(Data items)
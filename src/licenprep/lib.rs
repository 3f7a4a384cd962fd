//! # LicenPrep Architecture
//!
//! LicenPrep is a study tool for medical licensing exams: upload textbooks,
//! generate multiple-choice questions from them, practice those questions,
//! and let faculty triage generated questions before they are trusted.
//!
//! The crate is a library with a thin CLI on top. The CLI is one client; the
//! core knows nothing about terminals.
//!
//! ## Layers
//!
//! ```text
//! ┌─────────────────────────────────────────────────────────────┐
//! │  CLI Layer (cli/, wired by main.rs)                         │
//! │  - Parses arguments, renders output, runs the practice loop │
//! │  - The ONLY place that knows about stdout/stdin/exit codes  │
//! └─────────────────────────────────────────────────────────────┘
//!                              │
//!                              ▼
//! ┌─────────────────────────────────────────────────────────────┐
//! │  API Layer (api.rs)                                         │
//! │  - Validates form input                                     │
//! │  - Composes store actions with question generation          │
//! │  - Returns CmdResult values with user-facing messages       │
//! └─────────────────────────────────────────────────────────────┘
//!                              │
//!                              ▼
//! ┌─────────────────────────────────────────────────────────────┐
//! │  Application Store (state.rs, practice.rs, faculty.rs)      │
//! │  - Single owner of all domain data                          │
//! │  - Fixed set of actions, each persisted after it runs       │
//! └─────────────────────────────────────────────────────────────┘
//!                              │
//!                              ▼
//! ┌─────────────────────────────────────────────────────────────┐
//! │  Storage Layer (store/)                                     │
//! │  - StateBackend trait                                       │
//! │  - FsBackend (production), MemBackend (testing)             │
//! └─────────────────────────────────────────────────────────────┘
//! ```
//!
//! Question generation (`generation.rs`) sits beside the store: the API layer
//! calls a [`generation::QuestionGenerator`] and feeds the result into the
//! store.
//!
//! ## Key Principle: No I/O Assumptions in Core
//!
//! From `api.rs` inward, code takes and returns plain Rust types, never
//! writes to stdout/stderr and never exits the process. The only I/O below
//! the CLI is the storage backend and the generation client, both behind
//! traits so tests can replace them.
//!
//! ## Module Overview
//!
//! - [`api`]: The API facade, entry point for all operations
//! - [`state`]: The application store and its actions
//! - [`practice`]: Practice session state machine
//! - [`faculty`]: Faculty triage board
//! - [`generation`]: Question generation contract and HTTP client
//! - [`store`]: Persistence of the store's projection
//! - [`model`]: Domain records
//! - [`seed`]: Starter content for a fresh install
//! - [`config`]: Configuration and data directory
//! - [`logging`]: `tracing` subscriber setup for the binary
//! - [`error`]: Error types

pub mod api;
pub mod config;
pub mod error;
pub mod faculty;
pub mod generation;
pub mod logging;
pub mod model;
pub mod practice;
pub mod seed;
pub mod state;
pub mod store;

#[cfg(any(test, feature = "test_utils"))]
pub mod test_utils;
//! # CLI
//!
//! One possible client for the library. This is the only place that knows
//! about stdout, stdin and exit codes; everything else goes through
//! [`licenprep::api::LicenPrepApi`].
//!
//! Running `licenprep` with no subcommand shows the dashboard.
//!
//! ## Module Structure
//!
//! - `args`: clap definitions
//! - `commands`: context wiring and one handler per command
//! - `practice`: the interactive practice loop
//! - `print`: terminal rendering

mod args;
mod commands;
mod practice;
mod print;

use args::Cli;
use clap::Parser;
use licenprep::error::Result;

pub fn run() -> Result<()> {
    let cli = Cli::parse();
    licenprep::logging::init(cli.verbose);
    commands::dispatch(cli)
}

WHAT YOU HAVE TO DO: Only the data above, repeated exactly, should make up the reply.

ANSWER SPACE:
filename src/licenprep/lib.rs
repository 3f7a4a384cd962fd
//! # LicenPrep Architecture
//!
//! LicenPrep is a study tool for medical licensing exams: upload textbooks,
//! generate multiple-choice questions from them, practice those questions,
//! and let faculty triage generated questions before they are trusted.
//!
//! The crate is a library with a thin CLI on top. The CLI is one client; the
//! core knows nothing about terminals.
//!
//! ## Layers
//!
//! ```text
//! ┌─────────────────────────────────────────────────────────────┐
//! │  CLI Layer (cli/, wired by main.rs)                         │
//! │  - Parses arguments, renders output, runs the practice loop │
//! │  - The ONLY place that knows about stdout/stdin/exit codes  │
//! └─────────────────────────────────────────────────────────────┘
//!                              │
//!                              ▼
//! ┌─────────────────────────────────────────────────────────────┐
//! │  API Layer (api.rs)                                         │
//! │  - Validates form input                                     │
//! │  - Composes store actions with question generation          │
//! │  - Returns CmdResult values with user-facing messages       │
//! └─────────────────────────────────────────────────────────────┘
//!                              │
//!                              ▼
//! ┌─────────────────────────────────────────────────────────────┐
//! │  Application Store (state.rs, practice.rs, faculty.rs)      │
//! │  - Single owner of all domain data                          │
//! │  - Fixed set of actions, each persisted after it runs       │
//! └─────────────────────────────────────────────────────────────┘
//!                              │
//!                              ▼
//! ┌─────────────────────────────────────────────────────────────┐
//! │  Storage Layer (store/)                                     │
//! │  - StateBackend trait                                       │
//! │  - FsBackend (production), MemBackend (testing)             │
//! └─────────────────────────────────────────────────────────────┘
//! ```
//!
//! Question generation (`generation.rs`) sits beside the store: the API layer
//! calls a [`generation::QuestionGenerator`] and feeds the result into the
//! store.
//!
//! ## Key Principle: No I/O Assumptions in Core
//!
//! From `api.rs` inward, code takes and returns plain Rust types, never
//! writes to stdout/stderr and never exits the process. The only I/O below
//! the CLI is the storage backend and the generation client, both behind
//! traits so tests can replace them.
//!
//! ## Module Overview
//!
//! - [`api`]: The API facade, entry point for all operations
//! - [`state`]: The application store and its actions
//! - [`practice`]: Practice session state machine
//! - [`faculty`]: Faculty triage board
//! - [`generation`]: Question generation contract and HTTP client
//! - [`store`]: Persistence of the store's projection
//! - [`model`]: Domain records
//! - [`seed`]: Starter content for a fresh install
//! - [`config`]: Configuration and data directory
//! - [`logging`]: `tracing` subscriber setup for the binary
//! - [`error`]: Error types

pub mod api;
pub mod config;
pub mod error;
pub mod faculty;
pub mod generation;
pub mod logging;
pub mod model;
pub mod practice;
pub mod seed;
pub mod state;
pub mod store;

#[cfg(any(test, feature = "test_utils"))]
pub mod test_utils;
//! # CLI
//!
//! One possible client for the library. This is the only place that knows
//! about stdout, stdin and exit codes; everything else goes through
//! [`licenprep::api::LicenPrepApi`].
//!
//! Running `licenprep` with no subcommand shows the dashboard.
//!
//! ## Module Structure
//!
//! - `args`: clap definitions
//! - `commands`: context wiring and one handler per command
//! - `practice`: the interactive practice loop
//! - `print`: terminal rendering

mod args;
mod commands;
mod practice;
mod print;

use args::Cli;
use clap::Parser;
use licenprep::error::Result;

pub fn run() -> Result<()> {
    let cli = Cli::parse();
    licenprep::logging::init(cli.verbose);
    commands::dispatch(cli)
}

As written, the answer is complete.